Sorting How to sort data in arrays- examples given in Java

Recommended Posts

Sorting- Using Java Language

 

First of all, why the heck should I care about sorting?

Easier to present data- it is very frustrating to be looking for some information and it is not in order

Faster searching algorithms- most searching algorithms require looking at every element in a list until the requested one is found, but if it is sorted, you can use binary search (I'll explain in another tutorial) to drastically cut search time

Less memory for searching- there ARE ways to increase search time in unsorted lists (with indexing and such), but these take much more memory than just keeping a list sorted, and memory is precious in web-user interfaces

Can't I just use the ones given to me? I see some structures already inherently support sorting.

 

Simply put, no.
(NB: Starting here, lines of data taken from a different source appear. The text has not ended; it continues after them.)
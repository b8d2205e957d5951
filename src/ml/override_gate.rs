//
// μDCN MTU Override Gate
//
// Operator-supplied fixed MTU that preempts every prediction model.
//

use parking_lot::{RwLock, RwLockReadGuard};
use tracing::{info, warn};

use crate::ml::model::{MAX_MTU, MIN_MTU};

/// Current override setting
#[derive(Debug, Clone, Copy, PartialEq, Eq, Default)]
pub enum OverrideState {
    #[default]
    Disabled,
    Enabled(u32),
}

impl OverrideState {
    pub fn value(&self) -> Option<u32> {
        match self {
            OverrideState::Disabled => None,
            OverrideState::Enabled(value) => Some(*value),
        }
    }
}

impl From<Option<u32>> for OverrideState {
    fn from(value: Option<u32>) -> Self {
        value.map_or(OverrideState::Disabled, OverrideState::Enabled)
    }
}

/// Thread-safe holder for the override setting
#[derive(Debug, Default)]
pub struct OverrideGate {
    state: RwLock<OverrideState>,
}

impl OverrideGate {
    pub fn new(initial: OverrideState) -> Self {
        Self { state: RwLock::new(initial) }
    }

    /// Enable (`Some`) or disable (`None`) the override.
    ///
    /// Values outside the valid MTU range are accepted with a warning rather
    /// than rejected.
    pub fn set(&self, value: Option<u32>) {
        if let Some(mtu) = value {
            if (mtu as usize) < MIN_MTU || (mtu as usize) > MAX_MTU {
                warn!(
                    mtu,
                    min = MIN_MTU,
                    max = MAX_MTU,
                    "MTU override value is outside valid range"
                );
            }
        }

        *self.state.write() = OverrideState::from(value);
        match value {
            Some(mtu) => info!(mtu, "MTU prediction override set"),
            None => info!("MTU prediction override disabled"),
        }
    }

    pub fn state(&self) -> OverrideState {
        *self.state.read()
    }

    /// Hold the override steady while a prediction is computed and recorded
    pub(crate) fn read(&self) -> RwLockReadGuard<'_, OverrideState> {
        self.state.read()
    }
}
If you are considering using a TreeSet or something, it would need to sort every time you added something. This is not a problem if you only add one every once in a while, but sorting a random array takes quite a while. Even if these algorithms were fast, creating your own code is always much faster, and you can tweak the code yourself to make it even faster if you need it to. The Arrays.sort method is quite fast (faster than any algorithm that you could devise), but not every programming language has the equivalent.

 

Why do I care if my sorting algorithms are fast?

 

My Computer Science teacher told me that if your website takes more than four seconds to load, you have lost business; customers will move to another website with the same content and you lose advertising dollars (or, if your service has no advertising, bragging rights). A sorted list allows for faster presentation of data to the user.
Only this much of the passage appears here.